秋華賞以降にも繋がるレース
夏競馬も終わりいよいよ秋競馬が開幕。中山競馬場では秋華賞トライアルの紫苑Sが行われる。
2016年の重賞昇格以降、18年1着のノームコアはその後ヴィクトリアマイルMや香港カップを勝利。17年勝ち馬ディアドラは勢いそのまま秋華賞も制し、19年にはイギリスGⅠナッソーSを勝利した。他にも16年の2着馬ヴィブロスが翌年ドバイターフを制するなど、世界で活躍する馬を輩出している。
今年もオークス3着ハギノピリナやフラワーC勝ち馬ホウオウイクセルら春の実績馬と、夏の上がり馬エイシンチラーや2戦2勝の良血馬エクランドールなどが出走予定。過去10年のデータを見ながら勝ち馬を紐解いていく。(14年は新潟開催)
先行馬が連対率・複勝率でトップ
まずは過去10年の脚質別成績を見ていく(2014年は新潟開催のため含めず)。先行馬が【3-3-4-21】で勝率9.7%、連対率19.4%、複勝率32.3%。連対率と複勝率でトップ。
差し馬が【4-6-4-52】と、先行馬と差し馬だけで3着内馬24頭、つまり9割を占める。逃げや追込みなど極端な競馬をする馬は馬券に絡む可能性が低く、敬遠したい。
続いて人気別成績を見ていく。1番人気は【3-2-1-4】で勝率30.0%、連対率50.0%、複勝率60.0%と安定。重賞になった近5年では【2-1-1-1】と更に好成績。今年はどの馬になるか読みづらいメンバーだが、春の実績馬でも夏の上がり馬でも1番人気は抑えておきたい。
前走1着馬が最多4勝
次に前走の着順別成績を見てみる。前走1着馬が【4-4-3-37】と最多の4勝を挙げており、内訳は2勝クラスを勝ってきた馬が1勝、1勝クラス勝ち直後が3頭。条件戦勝ちの勢いは侮れない。一方、前走6着以下から紫苑Sで3着内に巻き返した馬のほとんどが前走GⅠ出走馬で、直近の5頭はいずれもオークス組。GⅠ以外を大きく負けているような馬は割引が必要だ。

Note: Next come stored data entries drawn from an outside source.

//! Per-file tracking state machine.
//!
//! `Uninitialized -> Initializing -> Tracking -> Closed`. Untracked and closed
//! files simply have no entry in the tracker's map.
//!
//! Local edits are coalesced: each change notification overwrites the pending
//! text and restarts the debounce timer, so only the latest buffer is diffed
//! and pushed once the editor goes quiet.

mod debouncer;
mod state;

pub use state::{FileSnapshot, TrackingPhase};

pub(crate) use state::FileState;

use crate::config::Config;
use crate::editor::EditorBuffer;
use crate::error::{Result, SyncError};
use crate::graph::{EditGraph, Node, ParentRef};
use crate::patch::diff;
use parking_lot::{Mutex, RwLock};
use std::collections::HashMap;
use std::sync::Arc;
use std::time::Duration;
use tracing::{debug, info, warn};
use undotree_http::{Delta, GraphRemote, GraphView, NewNode, ROOT_NODE_ID};

pub(crate) type SharedState = Arc<Mutex<FileState>>;

struct Inner {
    remote: Arc<dyn GraphRemote>,
    editor: Arc<dyn EditorBuffer>,
    debounce: Duration,
    files: RwLock<HashMap<String, SharedState>>,
}

/// Owns the state of every tracked file. Cheap to clone.
///
/// Locks are never held across an `.await`: network calls work on a copy of
/// the state and re-acquire the lock to commit.
#[derive(Clone)]
pub struct FileTracker {
    inner: Arc<Inner>,
}

impl FileTracker {
    pub fn new(
        remote: Arc<dyn GraphRemote>,
        editor: Arc<dyn EditorBuffer>,
        debounce: Duration,
    ) -> Self {
        FileTracker {
            inner: Arc::new(Inner {
                remote,
                editor,
                debounce,
                files: RwLock::new(HashMap::new()),
            }),
        }
    }

    pub fn from_config(
        config: &Config,
        remote: Arc<dyn GraphRemote>,
        editor: Arc<dyn EditorBuffer>,
    ) -> Self {
        Self::new(remote, editor, config.debounce())
    }

    pub fn debounce(&self) -> Duration {
        self.inner.debounce
    }

    pub(crate) fn remote(&self) -> &Arc<dyn GraphRemote> {
        &self.inner.remote
    }

    pub(crate) fn editor(&self) -> &Arc<dyn EditorBuffer> {
        &self.inner.editor
    }

    pub(crate) fn entry(&self, file_id: &str) -> Option<SharedState> {
        self.inner.files.read().get(file_id).cloned()
    }

    /// True while `entry` is still the live state for `file_id`.
    pub(crate) fn is_live(&self, file_id: &str, entry: &SharedState) -> bool {
        self.inner
            .files
            .read()
            .get(file_id)
            .is_some_and(|live| Arc::ptr_eq(live, entry))
    }

    /// Ids of all files with state, sorted.
    pub fn tracked_files(&self) -> Vec<String> {
        let mut ids: Vec<String> = self.inner.files.read().keys().cloned().collect();
        ids.sort();
        ids
    }

    pub fn is_tracked(&self, file_id: &str) -> bool {
        self.inner.files.read().contains_key(file_id)
    }

    pub fn snapshot(&self, file_id: &str) -> Option<FileSnapshot> {
        self.entry(file_id).map(|entry| entry.lock().snapshot())
    }

    /// Content at `node_id` rebuilt from the nodes this client created.
    pub fn reconstruct(&self, file_id: &str, node_id: &str) -> Result<String> {
        let entry = self
            .entry(file_id)
            .ok_or_else(|| SyncError::NotTracked(file_id.to_string()))?;
        let state = entry.lock();
        state.graph.reconstruct(node_id)
    }

    /// Start tracking `file_id` with `text` as its initial snapshot.
    ///
    /// Registers the graph and a full-content node under the root, and
    /// returns that node's id. The history the authority already holds is
    /// kept locally for [`FileTracker::reconstruct`]. On failure the file
    /// stays untracked.
    pub async fn enable(&self, file_id: &str, text: &str) -> Result<String> {
        let entry = {
            let mut files = self.inner.files.write();
            if let Some(existing) = files.get(file_id) {
                let state = existing.lock();
                return match (&state.phase, &state.current_node_id) {
                    (TrackingPhase::Tracking, Some(node_id)) => Ok(node_id.clone()),
                    _ => Err(SyncError::AlreadyInitializing(file_id.to_string())),
                };
            }
            let entry = Arc::new(Mutex::new(FileState::new(file_id, text.to_string())));
            files.insert(file_id.to_string(), entry.clone());
            entry
        };

        info!("[Tracker] Initializing {}", file_id);
        match self.register_initial(file_id, text).await {
            Ok((view, node_id)) => {
                if !self.is_live(file_id, &entry) {
                    debug!("[Tracker] {} closed during initialization", file_id);
                    return Err(SyncError::NotTracked(file_id.to_string()));
                }
                let history = EditGraph::from_view(file_id, &view).unwrap_or_else(|e| {
                    warn!("[Tracker] Ignoring unusable history for {}: {}", file_id, e);
                    EditGraph::new(file_id)
                });
                let mut state = entry.lock();
                state.graph = history;
                state.phase = TrackingPhase::Tracking;
                state.current_node_id = Some(node_id.clone());
                state.graph.insert(Node {
                    node_id: node_id.clone(),
                    parent: ParentRef::Root,
                    payload: Delta::Snapshot(text.to_string()),
                    file_id: file_id.to_string(),
                })?;
                if state.pending_content.is_some() {
                    self.schedule_flush(&mut state);
                }
                info!("[Tracker] Tracking {} at node {}", file_id, node_id);
                Ok(node_id)
            }
            Err(e) => {
                let mut files = self.inner.files.write();
                if files
                    .get(file_id)
                    .is_some_and(|live| Arc::ptr_eq(live, &entry))
                {
                    files.remove(file_id);
                }
                warn!("[Tracker] Failed to initialize {}: {}", file_id, e);
                Err(e)
            }
        }
    }

    async fn register_initial(&self, file_id: &str, text: &str) -> Result<(GraphView, String)> {
        let view = self.inner.remote.fetch_graph(file_id).await?;
        let node = NewNode::new(file_id, ROOT_NODE_ID, Delta::Snapshot(text.to_string()));
        let node_id = self.inner.remote.push_node(&node).await?;
        Ok((view, node_id))
    }

    /// Buffer-change notification carrying the full editor text.
    ///
    /// Last writer wins: the pending text is overwritten and the debounce
    /// restarted. Must be called from within a tokio runtime.
    pub fn on_edit(&self, file_id: &str, text: &str) {
        let Some(entry) = self.entry(file_id) else {
            debug!("[Tracker] Ignoring edit for untracked {}", file_id);
            return;
        };
        let mut state = entry.lock();
        state.pending_content = Some(text.to_string());
        if state.phase == TrackingPhase::Tracking {
            self.schedule_flush(&mut state);
        }
    }

    pub(crate) fn schedule_flush(&self, state: &mut FileState) {
        let tracker = self.clone();
        let file_id = state.file_id.clone();
        state.debounce.reschedule(self.inner.debounce, async move {
            if let Err(e) = tracker.flush(&file_id).await {
                warn!("[Tracker] Push for {} failed, retrying after debounce: {}", file_id, e);
            }
        });
    }

    /// Diff the pending text against `content` and push it.
    ///
    /// Returns the new node id, or `None` when there was nothing to send or
    /// the push was deferred behind one already in flight. On failure the
    /// state is left as it was and another flush is scheduled.
    pub async fn flush(&self, file_id: &str) -> Result<Option<String>> {
        let Some(entry) = self.entry(file_id) else {
            return Ok(None);
        };

        let (parent_id, patch, target) = {
            let mut state = entry.lock();
            state.debounce.detach();
            if state.phase != TrackingPhase::Tracking {
                return Ok(None);
            }
            if state.push_in_flight {
                debug!("[Tracker] Push in flight for {}, deferring", file_id);
                self.schedule_flush(&mut state);
                return Ok(None);
            }
            let Some(pending) = state.pending_content.clone() else {
                return Ok(None);
            };
            let patch = diff(&state.content, &pending);
            if patch.is_empty() {
                state.pending_content = None;
                return Ok(None);
            }
            let Some(parent_id) = state.current_node_id.clone() else {
                return Ok(None);
            };
            state.push_in_flight = true;
            (parent_id, patch, pending)
        };

        let node = NewNode::new(file_id, parent_id.clone(), Delta::Patch(patch));
        let result = self.inner.remote.push_node(&node).await;

        let live = self.is_live(file_id, &entry);
        let mut state = entry.lock();
        state.push_in_flight = false;
        if !live {
            debug!("[Tracker] {} closed during push, discarding result", file_id);
            return Ok(None);
        }

        let node_id = match result {
            Ok(node_id) => node_id,
            Err(e) => {
                self.schedule_flush(&mut state);
                return Err(e.into());
            }
        };
        state.content = target.clone();
        state.current_node_id = Some(node_id.clone());
        if let Err(e) = state.graph.insert(Node {
            node_id: node_id.clone(),
            parent: ParentRef::from_id(&parent_id),
            payload: node.delta,
            file_id: file_id.to_string(),
        }) {
            debug!("[Tracker] Not recording {} locally: {}", node_id, e);
        }

        match state.pending_content.as_deref() {
            Some(pending) if pending == target => state.pending_content = None,
            Some(_) => self.schedule_flush(&mut state),
            None => {}
        }

        info!("[Tracker] Pushed {} for {} (parent {})", node_id, file_id, parent_id);
        Ok(Some(node_id))
    }

    /// Stop tracking `file_id`. Unsent edits are dropped, not flushed.
    pub fn close(&self, file_id: &str) -> bool {
        let Some(entry) = self.inner.files.write().remove(file_id) else {
            return false;
        };
        let mut state = entry.lock();
        state.debounce.cancel();
        if state.has_unsent_edits() {
            info!("[Tracker] Closed {} with unsent edits discarded", file_id);
        } else {
            info!("[Tracker] Closed {}", file_id);
        }
        true
    }

    /// Close every tracked file.
    pub fn close_all(&self) {
        for file_id in self.tracked_files() {
            self.close(&file_id);
        }
    }
}
use dissimilar::Chunk;
use undotree_http::{Patch, Segment};

/// Compute the patch turning `old` into `new`.
///
/// Returns an empty patch when the texts are equal.
pub fn diff(old: &str, new: &str) -> Patch {
    if old == new {
        return Patch::default();
    }

    let mut segments = Vec::new();
    let mut old_pos = 0;
    let mut new_pos = 0;

    for chunk in dissimilar::diff(old, new) {
        match chunk {
            Chunk::Equal(text) => {
                let len = text.chars().count();
                if len == 0 {
                    continue;
                }
                segments.push(Segment::Equal {
                    old_start: old_pos,
                    new_start: new_pos,
                    len,
                });
                old_pos += len;
                new_pos += len;
            }
            Chunk::Delete(text) => {
                if text.is_empty() {
                    continue;
                }
                segments.push(Segment::Delete {
                    old_start: old_pos,
                    new_start: new_pos,
                    text: text.to_string(),
                });
                old_pos += text.chars().count();
            }
            Chunk::Insert(text) => {
                if text.is_empty() {
                    continue;
                }
                segments.push(Segment::Insert {
                    old_start: old_pos,
                    new_start: new_pos,
                    text: text.to_string(),
                });
                new_pos += text.chars().count();
            }
        }
    }

    Patch::new(segments)
}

これに関連して前走クラス別成績を見てみると、1勝クラスが【3-3-4-57】、2勝クラスが【3-3-1-20】で計6勝。前者のエクランドール、後者のエイシンチラーともに問題ない。実績馬の方はというとオークスなど前走GⅠ組【3-2-4-27】、2勝クラス組より若干だが好走率が劣る。当然ながらこちらの方が人気になるため、回収率も微妙。今年はオークス3着ハギノピリナあたりもいるが、データ的にはいまひとつ妙味に欠ける。
レース間隔別でも見てみると、夏を休養に充てた馬が中心の中9~24週が【5-3-7-71】と勝利数は多い。ただ、出走頭数が多いため勝率や連対率は強調できない。むしろ夏に勝ち上がってきた馬の方が数字上はわずかながら優勢。しかも、こちらの組は前走大敗馬をまとめて割り引けるため狙いやすいという事情もある。
まとめ
上記のデータをもとに2頭を推奨する。
一頭目はエイシンチラー。前走は芝1800mの2勝クラスを勝利。夏に2連勝を飾り着実にステップアップしてきた。前走は上がり最速で追い込み1着。前々走は先行しての1着と脚質の自在性も魅力。中3週での出走も好感が持てる。
二頭目は2戦2勝のエクランドールを推奨する。全兄にフィエールマンがいる良血馬で前走は芝2000mの1勝クラスを勝利。約4か月の休養明けになるが、これもこの血統らしいというべきか。春からの成長が見込まれる。中山は初出走となるが、先行できる脚質もプラス材料だ。
人気が予想されるオークス3着馬ハギノピリナはデータ的にやや厳しい。オークスは17番手から追いこんできた同馬にとって、小回りで直線も短い中山、先行・差しが絶対有利な条件が合うとは考えにくい。大番狂わせを演じた前走だが、それ以上の結果を期待するのは難しいのではないだろうか。